* **Task item**: Pick out every line of the entries below where "Some" occurs, and copy those lines.

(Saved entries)
------------------------------------------------------------

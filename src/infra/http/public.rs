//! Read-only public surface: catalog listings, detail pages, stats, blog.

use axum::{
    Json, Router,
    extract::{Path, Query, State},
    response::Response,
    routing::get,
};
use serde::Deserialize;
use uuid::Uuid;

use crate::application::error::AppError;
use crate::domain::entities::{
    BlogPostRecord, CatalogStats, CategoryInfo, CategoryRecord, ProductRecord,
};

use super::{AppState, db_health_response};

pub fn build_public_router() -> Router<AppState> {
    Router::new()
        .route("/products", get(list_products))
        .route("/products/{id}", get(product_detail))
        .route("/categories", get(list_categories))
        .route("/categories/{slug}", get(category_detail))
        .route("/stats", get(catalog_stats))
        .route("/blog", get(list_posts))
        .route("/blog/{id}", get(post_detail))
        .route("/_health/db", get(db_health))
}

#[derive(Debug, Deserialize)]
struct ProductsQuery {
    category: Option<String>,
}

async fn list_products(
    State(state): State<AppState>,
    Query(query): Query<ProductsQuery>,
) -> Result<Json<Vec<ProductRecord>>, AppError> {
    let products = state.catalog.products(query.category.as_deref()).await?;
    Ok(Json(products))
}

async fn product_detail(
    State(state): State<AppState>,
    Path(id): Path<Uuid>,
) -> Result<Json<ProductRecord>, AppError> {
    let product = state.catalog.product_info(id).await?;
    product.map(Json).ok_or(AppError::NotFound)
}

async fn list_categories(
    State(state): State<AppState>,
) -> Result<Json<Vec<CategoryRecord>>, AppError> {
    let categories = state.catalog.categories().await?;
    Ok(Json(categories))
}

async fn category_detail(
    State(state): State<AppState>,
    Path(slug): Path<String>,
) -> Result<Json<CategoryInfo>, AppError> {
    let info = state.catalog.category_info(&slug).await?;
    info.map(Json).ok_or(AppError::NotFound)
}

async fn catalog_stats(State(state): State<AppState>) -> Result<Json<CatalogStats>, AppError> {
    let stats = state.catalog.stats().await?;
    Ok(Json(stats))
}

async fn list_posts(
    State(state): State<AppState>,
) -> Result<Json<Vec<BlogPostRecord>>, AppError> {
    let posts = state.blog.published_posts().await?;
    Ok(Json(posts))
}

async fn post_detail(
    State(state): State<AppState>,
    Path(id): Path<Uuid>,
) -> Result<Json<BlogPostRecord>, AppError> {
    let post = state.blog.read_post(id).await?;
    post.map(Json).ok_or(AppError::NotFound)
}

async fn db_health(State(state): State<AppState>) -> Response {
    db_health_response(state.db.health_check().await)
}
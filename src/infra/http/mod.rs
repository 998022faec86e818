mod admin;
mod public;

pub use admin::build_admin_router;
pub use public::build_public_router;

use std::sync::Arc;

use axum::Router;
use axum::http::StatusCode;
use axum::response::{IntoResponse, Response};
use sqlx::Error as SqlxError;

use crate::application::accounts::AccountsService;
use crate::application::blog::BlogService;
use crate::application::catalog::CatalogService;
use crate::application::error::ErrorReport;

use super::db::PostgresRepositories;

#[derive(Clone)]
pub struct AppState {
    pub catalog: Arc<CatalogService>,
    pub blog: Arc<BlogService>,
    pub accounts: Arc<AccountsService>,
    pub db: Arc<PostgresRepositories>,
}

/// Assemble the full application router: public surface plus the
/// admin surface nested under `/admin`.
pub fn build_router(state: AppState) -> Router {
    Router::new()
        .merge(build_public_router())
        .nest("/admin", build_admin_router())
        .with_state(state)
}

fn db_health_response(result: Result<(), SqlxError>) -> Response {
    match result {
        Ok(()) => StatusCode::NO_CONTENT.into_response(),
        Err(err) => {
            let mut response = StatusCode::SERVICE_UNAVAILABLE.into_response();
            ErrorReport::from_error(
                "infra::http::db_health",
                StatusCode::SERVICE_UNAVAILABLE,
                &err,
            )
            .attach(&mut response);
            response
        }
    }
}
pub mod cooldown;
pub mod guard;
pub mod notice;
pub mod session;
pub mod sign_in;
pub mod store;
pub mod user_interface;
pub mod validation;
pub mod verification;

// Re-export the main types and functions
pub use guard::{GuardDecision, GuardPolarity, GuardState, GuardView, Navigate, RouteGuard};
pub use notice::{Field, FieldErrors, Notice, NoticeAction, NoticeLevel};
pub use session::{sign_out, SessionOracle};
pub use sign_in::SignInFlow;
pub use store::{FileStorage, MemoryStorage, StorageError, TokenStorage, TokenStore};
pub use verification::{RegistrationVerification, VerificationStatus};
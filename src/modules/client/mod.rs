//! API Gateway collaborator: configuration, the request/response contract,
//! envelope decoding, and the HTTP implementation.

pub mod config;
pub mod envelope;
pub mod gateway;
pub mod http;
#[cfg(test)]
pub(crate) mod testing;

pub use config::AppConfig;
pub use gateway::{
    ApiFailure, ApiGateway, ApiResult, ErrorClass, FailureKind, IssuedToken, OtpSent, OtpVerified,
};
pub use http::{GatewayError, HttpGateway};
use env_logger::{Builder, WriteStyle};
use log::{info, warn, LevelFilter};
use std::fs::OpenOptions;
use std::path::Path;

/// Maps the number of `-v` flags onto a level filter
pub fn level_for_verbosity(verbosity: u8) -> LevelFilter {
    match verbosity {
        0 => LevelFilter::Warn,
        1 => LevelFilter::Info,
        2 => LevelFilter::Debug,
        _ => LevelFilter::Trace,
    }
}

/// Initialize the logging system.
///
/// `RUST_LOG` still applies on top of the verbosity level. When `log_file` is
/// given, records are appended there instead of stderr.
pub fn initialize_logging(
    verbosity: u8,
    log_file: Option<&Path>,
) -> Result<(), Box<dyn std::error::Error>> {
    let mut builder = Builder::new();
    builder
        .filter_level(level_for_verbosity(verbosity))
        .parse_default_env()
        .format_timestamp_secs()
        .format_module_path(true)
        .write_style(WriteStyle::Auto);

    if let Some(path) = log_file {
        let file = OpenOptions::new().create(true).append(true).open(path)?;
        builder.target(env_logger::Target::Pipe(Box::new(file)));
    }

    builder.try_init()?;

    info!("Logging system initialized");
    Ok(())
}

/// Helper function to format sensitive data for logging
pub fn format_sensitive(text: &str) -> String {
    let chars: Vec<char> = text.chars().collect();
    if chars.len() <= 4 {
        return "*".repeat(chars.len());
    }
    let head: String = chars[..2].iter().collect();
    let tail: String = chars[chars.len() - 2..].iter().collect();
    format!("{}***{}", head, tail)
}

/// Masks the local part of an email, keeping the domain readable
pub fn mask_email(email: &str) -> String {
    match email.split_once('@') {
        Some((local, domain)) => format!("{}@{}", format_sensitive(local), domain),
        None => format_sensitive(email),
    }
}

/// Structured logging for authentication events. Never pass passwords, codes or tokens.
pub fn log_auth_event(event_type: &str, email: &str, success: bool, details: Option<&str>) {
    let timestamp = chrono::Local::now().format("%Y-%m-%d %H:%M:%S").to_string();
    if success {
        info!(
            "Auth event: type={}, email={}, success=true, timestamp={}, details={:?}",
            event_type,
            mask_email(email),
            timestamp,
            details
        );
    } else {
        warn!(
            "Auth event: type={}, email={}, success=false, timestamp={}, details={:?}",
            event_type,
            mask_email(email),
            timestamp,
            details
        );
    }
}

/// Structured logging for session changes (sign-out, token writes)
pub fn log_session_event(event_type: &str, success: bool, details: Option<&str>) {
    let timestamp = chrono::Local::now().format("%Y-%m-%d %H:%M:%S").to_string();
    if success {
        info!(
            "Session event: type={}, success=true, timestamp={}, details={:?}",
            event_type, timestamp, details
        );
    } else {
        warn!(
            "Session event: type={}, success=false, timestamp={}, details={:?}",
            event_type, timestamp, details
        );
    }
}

------------------------------------------------------------

* **Solved problem**:
    if let Some(path) = log_file {
        Some((local, domain)) => format!("{}@{}", format_sensitive(local), domain),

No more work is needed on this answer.